Pale Gray For Guilt (read 5/24/09) recommended

Published in 1968, this is the ninth in MacDonald’s Travis McGee series and, like the others, set in Florida. McGee’s old friend “Tush” Bannon is driven to bankruptcy and murdered so that his ten acres of land on the Shawana River can be had cheap by developers. Simply, it is a story of revenge and retribution. McGee sets up several cons to extract substantial sums of money from the perpetrators both to punish them and to provide for the widow and her children.

In addition to being a gripping story, it’s interesting for its social commentary from a 1960s perspective. Some of the writing is a little confused but that is really a very minor fault.
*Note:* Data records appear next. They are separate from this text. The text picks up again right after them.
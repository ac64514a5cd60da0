//! Core runtime configuration.
//!
//! Configuration is resolved once at process startup and then passed into the ward state. Binaries
//! read the environment (after loading `.env`) and hand the raw values to
//! [`CoreConfig::from_env_values`]; nothing in this crate reads process-wide environment
//! variables while handling a request.

use crate::constants::{
    DEFAULT_BACKEND_URL, DEFAULT_CLOCK_REFRESH_SECS, DEFAULT_NURSE_NAME, DEFAULT_REST_ADDR,
};
use crate::model::Shift;
use crate::{WardError, WardResult};
use chrono::{FixedOffset, Local, Offset, Utc};
use std::net::SocketAddr;
use std::time::Duration;
use uti_types::NonEmptyText;

/// Core configuration resolved at startup.
#[derive(Clone, Debug)]
pub struct CoreConfig {
    backend_url: String,
    nurse_name: NonEmptyText,
    shift: Option<Shift>,
    clock_refresh: Duration,
    rest_addr: SocketAddr,
    utc_offset: FixedOffset,
}

/// Raw, unvalidated configuration values as read from the environment.
#[derive(Clone, Debug, Default)]
pub struct EnvValues {
    /// `UTI_BACKEND_URL`
    pub backend_url: Option<String>,
    /// `UTI_NURSE_NAME`
    pub nurse_name: Option<String>,
    /// `UTI_SHIFT`
    pub shift: Option<String>,
    /// `UTI_CLOCK_REFRESH_SECS`
    pub clock_refresh_secs: Option<String>,
    /// `UTI_REST_ADDR`
    pub rest_addr: Option<String>,
    /// `UTI_UTC_OFFSET`, e.g. `-03:00`. Absent means UTC.
    pub utc_offset: Option<String>,
}

impl EnvValues {
    /// Reads the `UTI_*` variables from the process environment.
    ///
    /// Without `UTI_UTC_OFFSET` the host's current local offset is used.
    pub fn from_process_env() -> Self {
        let var = |name: &str| std::env::var(name).ok();
        Self {
            backend_url: var("UTI_BACKEND_URL"),
            nurse_name: var("UTI_NURSE_NAME"),
            shift: var("UTI_SHIFT"),
            clock_refresh_secs: var("UTI_CLOCK_REFRESH_SECS"),
            rest_addr: var("UTI_REST_ADDR"),
            utc_offset: var("UTI_UTC_OFFSET")
                .or_else(|| Some(format_utc_offset(*Local::now().offset()))),
        }
    }
}

impl CoreConfig {
    /// Create a new `CoreConfig`.
    pub fn new(
        backend_url: String,
        nurse_name: String,
        shift: Option<Shift>,
        clock_refresh: Duration,
        rest_addr: SocketAddr,
        utc_offset: FixedOffset,
    ) -> WardResult<Self> {
        if backend_url.trim().is_empty() {
            return Err(WardError::InvalidInput("backend_url cannot be empty".into()));
        }
        let nurse_name = NonEmptyText::new(&nurse_name)
            .map_err(|_| WardError::InvalidInput("nurse_name cannot be empty".into()))?;
        if clock_refresh.is_zero() {
            return Err(WardError::InvalidInput(
                "clock refresh period must be greater than zero".into(),
            ));
        }

        Ok(Self {
            backend_url,
            nurse_name,
            shift,
            clock_refresh,
            rest_addr,
            utc_offset,
        })
    }

    /// Build a configuration from raw values, applying defaults for anything unset or blank.
    ///
    /// # Errors
    ///
    /// Returns [`WardError::InvalidInput`] naming the offending variable when a value is set but
    /// cannot be parsed.
    pub fn from_env_values(values: EnvValues) -> WardResult<Self> {
        fn present(value: Option<String>) -> Option<String> {
            value.map(|v| v.trim().to_string()).filter(|v| !v.is_empty())
        }

        let backend_url =
            present(values.backend_url).unwrap_or_else(|| DEFAULT_BACKEND_URL.to_string());
        let nurse_name =
            present(values.nurse_name).unwrap_or_else(|| DEFAULT_NURSE_NAME.to_string());

        let shift = present(values.shift)
            .map(|v| {
                v.parse::<Shift>().map_err(|_| {
                    WardError::InvalidInput(format!(
                        "UTI_SHIFT must be one of morning, afternoon, night, got '{v}'"
                    ))
                })
            })
            .transpose()?;

        let refresh_secs = match present(values.clock_refresh_secs) {
            Some(v) => v.parse::<u64>().map_err(|e| {
                WardError::InvalidInput(format!("UTI_CLOCK_REFRESH_SECS '{v}' is invalid: {e}"))
            })?,
            None => DEFAULT_CLOCK_REFRESH_SECS,
        };
        if refresh_secs == 0 {
            return Err(WardError::InvalidInput(
                "UTI_CLOCK_REFRESH_SECS must be greater than zero".into(),
            ));
        }

        let rest_addr_raw =
            present(values.rest_addr).unwrap_or_else(|| DEFAULT_REST_ADDR.to_string());
        let rest_addr = rest_addr_raw.parse::<SocketAddr>().map_err(|e| {
            WardError::InvalidInput(format!("UTI_REST_ADDR '{rest_addr_raw}' is invalid: {e}"))
        })?;

        let utc_offset = match present(values.utc_offset) {
            Some(v) => parse_utc_offset(&v).ok_or_else(|| {
                WardError::InvalidInput(format!(
                    "UTI_UTC_OFFSET must look like +HH:MM or -HH:MM, got '{v}'"
                ))
            })?,
            None => utc(),
        };

        Self::new(
            backend_url,
            nurse_name,
            shift,
            Duration::from_secs(refresh_secs),
            rest_addr,
            utc_offset,
        )
    }

    pub fn backend_url(&self) -> &str {
        &self.backend_url
    }

    pub fn nurse_name(&self) -> &str {
        self.nurse_name.as_str()
    }

    /// The configured shift, if pinned. Otherwise the shift follows the wall clock.
    pub fn pinned_shift(&self) -> Option<Shift> {
        self.shift
    }

    pub fn clock_refresh(&self) -> Duration {
        self.clock_refresh
    }

    pub fn rest_addr(&self) -> SocketAddr {
        self.rest_addr
    }

    /// Offset of the ward's local time. Shifts, "today" and assessment times use it.
    pub fn utc_offset(&self) -> FixedOffset {
        self.utc_offset
    }
}

fn utc() -> FixedOffset {
    Utc.fix()
}

/// Parses `Z`, `UTC`, `+HH`, `+HHMM` or `+HH:MM` (and the `-` forms).
pub fn parse_utc_offset(raw: &str) -> Option<FixedOffset> {
    let raw = raw.trim();
    if raw.eq_ignore_ascii_case("z") || raw.eq_ignore_ascii_case("utc") {
        return Some(utc());
    }
    let (sign, rest) = match raw.as_bytes().first()? {
        b'+' => (1, &raw[1..]),
        b'-' => (-1, &raw[1..]),
        _ => return None,
    };
    let digits: String = rest.chars().filter(|c| *c != ':').collect();
    if !digits.chars().all(|c| c.is_ascii_digit()) {
        return None;
    }
    let (hours, minutes) = match digits.len() {
        2 => (digits.parse::<i32>().ok()?, 0),
        4 => (digits[..2].parse::<i32>().ok()?, digits[2..].parse::<i32>().ok()?),
        _ => return None,
    };
    if hours > 14 || minutes > 59 {
        return None;
    }
    FixedOffset::east_opt(sign * (hours * 3600 + minutes * 60))
}

pub fn format_utc_offset(offset: FixedOffset) -> String {
    let secs = offset.local_minus_utc();
    let sign = if secs < 0 { '-' } else { '+' };
    let secs = secs.abs();
    format!("{sign}{:02}:{:02}", secs / 3600, secs % 3600 / 60)
}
The Dreadful Lemon Sky (read 10/13/09) recommended

Published in 1974, this Travis McGee novel begins when a young woman who he hadn’t seen in several years turns up wanting him to hold a large amount of cash for her. Several days later McGee learns she has been hit and killed by an automobile, so he and his friend Meyer go to Bayside, Florida to find out why she’s dead and where the money came from.

It turns out that Carrie had been involved in marijuana trafficking, and before the book is done three more people are dead.

What I enjoy most about MacDonald is his exploration of social issues, in this case the sale and use of marijuana.

Barrier Island (read 1/31/10) recommended

John D. MacDonald is one of those rare writers who got better and better as the years went by. Barrier Island, published the year he died, in 1986, is proof of that.

Wade Rowley is a partner in a real estate company in a booming town on the Mississippi coast who discovers his partner has gotten them involved in a shady deal involving a barrier island. It is, as the jacket blurb says, “a novel about decency and greed, good and evil, about the barriers we build inside ourselves to govern our behavior and how those barriers are eroded.”